Count the lines in the listing below that hold the string "UnitArgs". Reply with the number alone.

* * * *

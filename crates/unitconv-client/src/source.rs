//! The seam between views and the backend.

use serde_json::Value;

use crate::error::Result;

/// Anything that can answer unit queries.
///
/// Views only see this trait, so tests can hand them an in-memory fake
/// instead of an HTTP client.
pub trait UnitSource {
    /// List all units (`GET /units`).
    fn units(&self) -> Result<Value>;

    /// Fetch one unit's detail (`GET /units/{unit_name}`).
    fn unit(&self, unit_name: &str) -> Result<Value>;
}

impl<T: UnitSource + ?Sized> UnitSource for &T {
    fn units(&self) -> Result<Value> {
        (**self).units()
    }

    fn unit(&self, unit_name: &str) -> Result<Value> {
        (**self).unit(unit_name)
    }
}
use std::time::Duration;

use anyhow::{Context, Result};
use serde_json::{Value, json};
use tracing::{info_span, warn};

use unitconv_cli::render::{render_canonicalization, render_view};
use unitconv_cli::router::{Route, resolve};
use unitconv_cli::views::{NotFoundView, View, render_route};
use unitconv_client::{
    API_URL_ENV, ClientConfig, ClientError, HttpUnitClient, TIMEOUT_ENV, UnitSource,
};
use unitconv_text::Canonicalization;

use crate::cli::{Cli, NormalizeArgs, OpenArgs, UnitArgs};

/// Exit code for a failed command.
pub const EXIT_FAILURE: i32 = 1;

/// Exit code for a path that matched no route.
pub const EXIT_NOT_FOUND: i32 = 2;

/// Client configuration: defaults, then environment, then flags.
pub fn client_config(cli: &Cli) -> Result<ClientConfig> {
    client_config_with(cli, |key| std::env::var(key).ok())
}

/// Same as [`client_config`] with an explicit environment lookup.
///
/// An environment key is not even read when its flag is set, so a broken
/// variable cannot fail a command that overrides it.
fn client_config_with<F>(cli: &Cli, lookup: F) -> Result<ClientConfig>
where
    F: Fn(&str) -> Option<String>,
{
    let set_by_flag = |key: &str| match key {
        API_URL_ENV => cli.api_url.is_some(),
        TIMEOUT_ENV => cli.timeout_secs.is_some(),
        _ => false,
    };
    let mut config = ClientConfig::default()
        .apply_overrides(|key| if set_by_flag(key) { None } else { lookup(key) })
        .context("read client configuration")?;
    if let Some(url) = &cli.api_url {
        config = config.with_base_url(url.as_str());
    }
    if let Some(secs) = cli.timeout_secs {
        config = config.with_timeout(Duration::from_secs(secs));
    }
    Ok(config)
}

pub fn run_open(cli: &Cli, args: &OpenArgs) -> Result<i32> {
    let route = resolve(&args.path);
    show_route(cli, &route, args.value.as_deref())
}

pub fn run_units(cli: &Cli) -> Result<i32> {
    show_route(cli, &Route::Home, None)
}

pub fn run_unit(cli: &Cli, args: &UnitArgs) -> Result<i32> {
    show_route(cli, &Route::converter(args.name.as_str()), args.value.as_deref())
}

pub fn run_normalize(cli: &Cli, args: &NormalizeArgs) -> Result<i32> {
    for value in &args.values {
        let stages = Canonicalization::of(value);
        if cli.json {
            println!("{}", normalize_json(&stages));
        } else {
            println!("{}", render_canonicalization(&stages, args.steps));
        }
    }
    Ok(0)
}

/// JSON record printed by `normalize --json`.
fn normalize_json(stages: &Canonicalization) -> Value {
    json!({
        "raw": stages.raw,
        "compact": stages.compact,
        "canonical": stages.canonical,
        "changed": stages.changed(),
    })
}

fn show_route(cli: &Cli, route: &Route, value: Option<&str>) -> Result<i32> {
    let span = info_span!("route", path = %route.path());
    let _guard = span.enter();

    let view = route_view(route, value, || {
        let config = client_config(cli)?;
        Ok(HttpUnitClient::new(&config)?)
    })?;

    print_view(cli, &view)?;
    Ok(view_exit_code(&view))
}

/// Build the view for a route, connecting to the backend only if needed.
///
/// The not-found route never calls `connect`, so a bad `--api-url` does not
/// mask the 404.
fn route_view<S, F>(route: &Route, value: Option<&str>, connect: F) -> Result<View>
where
    S: UnitSource,
    F: FnOnce() -> Result<S>,
{
    let view = match route {
        Route::NotFound { path } => View::NotFound(NotFoundView { path: path.clone() }),
        Route::Home | Route::Converter { .. } => {
            let source = connect()?;
            render_route(route, &source, value)?
        }
    };
    Ok(view)
}

fn view_exit_code(view: &View) -> i32 {
    if view.is_not_found() {
        warn!("no route matched");
        EXIT_NOT_FOUND
    } else {
        0
    }
}

fn print_view(cli: &Cli, view: &View) -> Result<()> {
    if cli.json {
        println!(
            "{}",
            serde_json::to_string_pretty(view).context("serialize view")?
        );
    } else {
        println!("{}", render_view(view));
    }
    Ok(())
}

/// Report a command's outcome on stderr and turn it into an exit code.
pub fn exit_code(result: Result<i32>) -> i32 {
    match result {
        Ok(code) => code,
        Err(error) => {
            tracing::debug!(error = ?error, "command failed");
            eprintln!("error: {}", error_message(&error));
            EXIT_FAILURE
        }
    }
}

fn error_message(error: &anyhow::Error) -> String {
    match error.downcast_ref::<ClientError>() {
        Some(client_error) => {
            if client_error.is_retryable() {
                warn!("request failed but may succeed if retried");
            }
            format!("{} ({client_error})", client_error.user_message())
        }
        None => format!("{error:#}"),
    }
}
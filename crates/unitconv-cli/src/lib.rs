//! Library components of the unit converter front end.
//!
//! - [`router`] maps paths to routes.
//! - [`views`] fetches what each route needs from a
//!   [`UnitSource`](unitconv_client::UnitSource).
//! - [`render`] turns views into terminal text.

#![warn(missing_docs)]

pub mod logging;
pub mod render;
pub mod router;
pub mod views;

pub use router::{Route, resolve};
pub use views::{View, render_route};
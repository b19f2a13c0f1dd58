//! Text canonicalization for the unit converter.
//!
//! Values typed into the converter are normalized here before they are sent
//! to the conversion backend. The crate has no runtime dependencies so any
//! front end can call it.
//!
//! ```
//! use unitconv_text::{canonicalize, remove_redundant_zeros, remove_whitespaces};
//!
//! assert_eq!(remove_whitespaces("1 000 000"), "1000000");
//! assert_eq!(remove_redundant_zeros("5.100"), "5.1");
//! assert_eq!(canonicalize("1 000.000"), "1000");
//! ```

#![warn(missing_docs)]

pub mod numeric;

pub use numeric::{
    Canonicalization, DECIMAL_POINT, canonicalize, is_canonical, remove_redundant_zeros,
    remove_whitespaces,
};
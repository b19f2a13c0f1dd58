//! Client tests against a local mock backend.

use httpmock::prelude::*;
use serde_json::json;

use unitconv_client::{ClientConfig, ClientError, HttpUnitClient, UnitSource};

fn client_for(server: &MockServer) -> HttpUnitClient {
    let config = ClientConfig::default().with_base_url(server.base_url());
    HttpUnitClient::new(&config).unwrap()
}

#[test]
fn test_units_lists_collection() {
    let server = MockServer::start();
    let mock = server.mock(|when, then| {
        when.method(GET)
            .path("/units")
            .header("accept", "application/json");
        then.status(200)
            .json_body(json!([{"name": "length"}, {"name": "volume"}]));
    });

    let units = client_for(&server).units().unwrap();

    mock.assert();
    assert_eq!(units, json!([{"name": "length"}, {"name": "volume"}]));
}

#[test]
fn test_unit_fetches_detail() {
    let server = MockServer::start();
    let mock = server.mock(|when, then| {
        when.method(GET)
            .path("/units/length")
            .header("content-type", "application/json");
        then.status(200)
            .json_body(json!({"name": "length", "base": "metre"}));
    });

    let detail = client_for(&server).unit("length").unwrap();

    mock.assert();
    assert_eq!(detail["base"], "metre");
}

#[test]
fn test_trailing_slash_in_base_url() {
    let server = MockServer::start();
    let mock = server.mock(|when, then| {
        when.method(GET).path("/units");
        then.status(200).json_body(json!([]));
    });

    let config = ClientConfig::default().with_base_url(format!("{}/", server.base_url()));
    let units = HttpUnitClient::new(&config).unwrap().units().unwrap();

    mock.assert();
    assert_eq!(units, json!([]));
}

#[test]
fn test_not_found_maps_to_error() {
    let server = MockServer::start();
    server.mock(|when, then| {
        when.method(GET).path("/units/furlong");
        then.status(404);
    });

    let err = client_for(&server).unit("furlong").unwrap_err();

    match err {
        ClientError::NotFound { path } => assert_eq!(path, "/units/furlong"),
        other => panic!("expected NotFound, got {other:?}"),
    }
}

#[test]
fn test_server_error_carries_body() {
    let server = MockServer::start();
    server.mock(|when, then| {
        when.method(GET).path("/units");
        then.status(500).body("database offline");
    });

    let err = client_for(&server).units().unwrap_err();

    assert!(err.is_retryable());
    match err {
        ClientError::Status { status, message } => {
            assert_eq!(status, 500);
            assert_eq!(message, "database offline");
        }
        other => panic!("expected Status, got {other:?}"),
    }
}

#[test]
fn test_invalid_json_maps_to_parse_error() {
    let server = MockServer::start();
    server.mock(|when, then| {
        when.method(GET).path("/units");
        then.status(200).body("<html>not json</html>");
    });

    let err = client_for(&server).units().unwrap_err();
    assert!(matches!(err, ClientError::JsonParse(_)));
}

#[test]
fn test_connection_refused_is_network_error() {
    // Bind then drop a listener to get a port nobody is serving.
    let port = std::net::TcpListener::bind("127.0.0.1:0")
        .unwrap()
        .local_addr()
        .unwrap()
        .port();
    let config = ClientConfig::default().with_base_url(format!("http://127.0.0.1:{port}"));

    let err = HttpUnitClient::new(&config).unwrap().units().unwrap_err();
    assert!(matches!(err, ClientError::Network(_)));
    assert!(err.is_retryable());
}

#[test]
fn test_dot_unit_names_never_leave_units_path() {
    let server = MockServer::start();
    let root = server.mock(|when, then| {
        when.method(GET).path("/");
        then.status(200).json_body(json!({"root": true}));
    });
    let collection = server.mock(|when, then| {
        when.method(GET).path("/units/");
        then.status(200).json_body(json!(["length"]));
    });
    let client = client_for(&server);

    for name in [".", ".."] {
        match client.unit(name) {
            Err(ClientError::InvalidUnitName(rejected)) => assert_eq!(rejected, name),
            other => panic!("expected InvalidUnitName for {name:?}, got {other:?}"),
        }
    }

    root.assert_hits(0);
    collection.assert_hits(0);
}

#[test]
fn test_dotted_unit_name_sent_as_one_segment() {
    let server = MockServer::start();
    let mock = server.mock(|when, then| {
        when.method(GET).path("/units/...");
        then.status(200).json_body(json!({"name": "..."}));
    });

    let detail = client_for(&server).unit("...").unwrap();

    mock.assert();
    assert_eq!(detail["name"], "...");
}
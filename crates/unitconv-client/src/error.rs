//! Error types for the backend client.

use thiserror::Error;

/// Errors that can occur while talking to the conversion backend.
#[derive(Debug, Error)]
#[non_exhaustive]
pub enum ClientError {
    /// The configured base URL is not an absolute http(s) URL.
    #[error("invalid base URL: {0}")]
    InvalidBaseUrl(String),

    /// A configured header name or value is not valid HTTP.
    #[error("invalid header: {0}")]
    InvalidHeader(String),

    /// An environment override could not be parsed.
    #[error("invalid configuration: {0}")]
    InvalidConfig(String),

    /// A unit lookup was attempted with an empty name.
    #[error("unit name must not be empty")]
    EmptyUnitName,

    /// A unit name that cannot be sent as a single path segment.
    #[error("invalid unit name: {0:?}")]
    InvalidUnitName(String),

    /// The request never produced a response.
    #[error("network error: {0}")]
    Network(String),

    /// The backend answered 404.
    #[error("not found: {path}")]
    NotFound {
        /// Request path that was not found.
        path: String,
    },

    /// The backend answered with any other non-success status.
    #[error("backend error ({status}): {message}")]
    Status {
        /// HTTP status code.
        status: u16,
        /// Response body, if any.
        message: String,
    },

    /// The response body was not valid JSON.
    #[error("JSON parse error: {0}")]
    JsonParse(String),
}

impl ClientError {
    /// Returns a short message suitable for showing to the user.
    #[must_use]
    pub fn user_message(&self) -> &str {
        match self {
            Self::Network(_) => "Could not reach the conversion service.",
            Self::NotFound { .. } => "That unit does not exist.",
            Self::Status { status, .. } if *status >= 500 => {
                "The conversion service is having trouble. Please try again."
            }
            Self::Status { .. } => "The conversion service rejected the request.",
            Self::EmptyUnitName => "Please choose a unit.",
            Self::InvalidUnitName(_) => "That is not a valid unit name.",
            Self::InvalidBaseUrl(_) | Self::InvalidHeader(_) | Self::InvalidConfig(_) => {
                "The client is misconfigured."
            }
            Self::JsonParse(_) => "The conversion service sent an unreadable response.",
        }
    }

    /// Returns whether retrying the same request could succeed.
    #[must_use]
    pub fn is_retryable(&self) -> bool {
        match self {
            Self::Network(_) => true,
            Self::Status { status, .. } => *status >= 500,
            _ => false,
        }
    }
}

impl From<reqwest::Error> for ClientError {
    fn from(err: reqwest::Error) -> Self {
        if err.is_decode() {
            Self::JsonParse(err.to_string())
        } else {
            Self::Network(err.to_string())
        }
    }
}

impl From<serde_json::Error> for ClientError {
    fn from(err: serde_json::Error) -> Self {
        Self::JsonParse(err.to_string())
    }
}

/// Result type alias for client operations.
pub type Result<T> = std::result::Result<T, ClientError>;
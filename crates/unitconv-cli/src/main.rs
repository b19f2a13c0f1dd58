//! Unit converter CLI.

use clap::{ColorChoice, Parser};
use std::io::{self, IsTerminal};
use tracing::level_filters::LevelFilter;
use unitconv_cli::logging::{LogConfig, LogFormat, init_logging};

mod cli;
mod commands;

use crate::cli::{Cli, Command, LogFormatArg, LogLevelArg};
use crate::commands::{exit_code, run_normalize, run_open, run_unit, run_units};

fn main() {
    let cli = Cli::parse();
    cli.color.write_global();
    let log_config = log_config_from_cli(&cli);
    if let Err(error) = init_logging(&log_config) {
        eprintln!("error: failed to initialize logging: {error}");
        std::process::exit(1);
    }
    let result = match &cli.command {
        Command::Open(args) => run_open(&cli, args),
        Command::Units => run_units(&cli),
        Command::Unit(args) => run_unit(&cli, args),
        Command::Normalize(args) => run_normalize(&cli, args),
    };
    std::process::exit(exit_code(result));
}

/// Build logging configuration from CLI flags with consistent precedence.
fn log_config_from_cli(cli: &Cli) -> LogConfig {
    let mut config = LogConfig {
        level_filter: cli.verbosity.tracing_level_filter(),
        ..LogConfig::default()
    };
    config.use_env_filter = !(cli.verbosity.is_present() || cli.log_level.is_some());
    if let Some(level) = cli.log_level {
        config.level_filter = match level {
            LogLevelArg::Error => LevelFilter::ERROR,
            LogLevelArg::Warn => LevelFilter::WARN,
            LogLevelArg::Info => LevelFilter::INFO,
            LogLevelArg::Debug => LevelFilter::DEBUG,
            LogLevelArg::Trace => LevelFilter::TRACE,
        };
    }
    config.format = match cli.log_format {
        LogFormatArg::Pretty => LogFormat::Pretty,
        LogFormatArg::Compact => LogFormat::Compact,
        LogFormatArg::Json => LogFormat::Json,
    };
    config.log_file = cli.log_file.clone();
    config.with_ansi = match cli.color.color {
        ColorChoice::Always => true,
        ColorChoice::Never => false,
        ColorChoice::Auto => cli.log_file.is_none() && io::stderr().is_terminal(),
    };
    config
}
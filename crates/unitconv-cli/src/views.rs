//! Views rendered for each route.
//!
//! A view is plain data: the route's payload fetched from a [`UnitSource`]
//! plus any user input, canonicalized. Turning it into text is the job of
//! [`crate::render`].

use serde::Serialize;
use serde_json::Value;
use tracing::{debug, info};

use unitconv_client::{Result, UnitSource};
use unitconv_text::Canonicalization;

use crate::router::Route;

/// Output of rendering a route.
#[derive(Debug, Clone, PartialEq, Serialize)]
#[serde(tag = "view", rename_all = "snake_case")]
pub enum View {
    /// Unit list.
    Home(HomeView),
    /// One unit, with optional input.
    Converter(ConverterView),
    /// Fallback for unmatched paths.
    NotFound(NotFoundView),
}

impl View {
    /// Whether this is the not-found fallback.
    #[must_use]
    pub fn is_not_found(&self) -> bool {
        matches!(self, Self::NotFound(_))
    }
}

/// The home page.
#[derive(Debug, Clone, PartialEq, Serialize)]
pub struct HomeView {
    /// Payload of `GET /units`.
    pub units: Value,
}

impl HomeView {
    /// Display labels for each unit, when the payload is a list.
    #[must_use]
    pub fn unit_labels(&self) -> Option<Vec<String>> {
        self.units
            .as_array()
            .map(|units| units.iter().map(unit_label).collect())
    }
}

/// The converter page.
#[derive(Debug, Clone, PartialEq, Serialize)]
pub struct ConverterView {
    /// Unit taken from the route.
    pub unit_name: String,
    /// Payload of `GET /units/{unit_name}`.
    pub detail: Value,
    /// User input, if any was supplied.
    #[serde(skip_serializing_if = "Option::is_none")]
    pub input: Option<InputValue>,
}

/// A user-typed value and its canonical form.
#[derive(Debug, Clone, PartialEq, Eq, Serialize)]
pub struct InputValue {
    /// As typed.
    pub raw: String,
    /// After whitespace removal and zero trimming.
    pub canonical: String,
}

impl From<Canonicalization> for InputValue {
    fn from(stages: Canonicalization) -> Self {
        Self {
            raw: stages.raw,
            canonical: stages.canonical,
        }
    }
}

/// The not-found page.
#[derive(Debug, Clone, PartialEq, Eq, Serialize)]
pub struct NotFoundView {
    /// Path that matched nothing.
    pub path: String,
}

/// Render a route against a unit source.
///
/// `value` is only used by the converter route. The not-found route never
/// touches the source. Client errors propagate unchanged.
pub fn render_route<S: UnitSource>(route: &Route, source: &S, value: Option<&str>) -> Result<View> {
    info!(route = ?route.name(), "rendering view");
    match route {
        Route::Home => Ok(View::Home(HomeView {
            units: source.units()?,
        })),
        Route::Converter { unit_name } => {
            let input = value.map(|raw| {
                let stages = Canonicalization::of(raw);
                debug!(
                    raw = %stages.raw,
                    compact = %stages.compact,
                    canonical = %stages.canonical,
                    "canonicalized input"
                );
                InputValue::from(stages)
            });
            Ok(View::Converter(ConverterView {
                unit_name: unit_name.clone(),
                detail: source.unit(unit_name)?,
                input,
            }))
        }
        Route::NotFound { path } => Ok(View::NotFound(NotFoundView { path: path.clone() })),
    }
}

/// Short label for one entry of the unit list.
///
/// Strings are used as-is, objects by their `name` field, anything else as
/// compact JSON.
#[must_use]
pub fn unit_label(unit: &Value) -> String {
    match unit {
        Value::String(name) => name.clone(),
        Value::Object(fields) => match fields.get("name") {
            Some(Value::String(name)) => name.clone(),
            _ => unit.to_string(),
        },
        other => other.to_string(),
    }
}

* * * *

■ **Answer space**:
2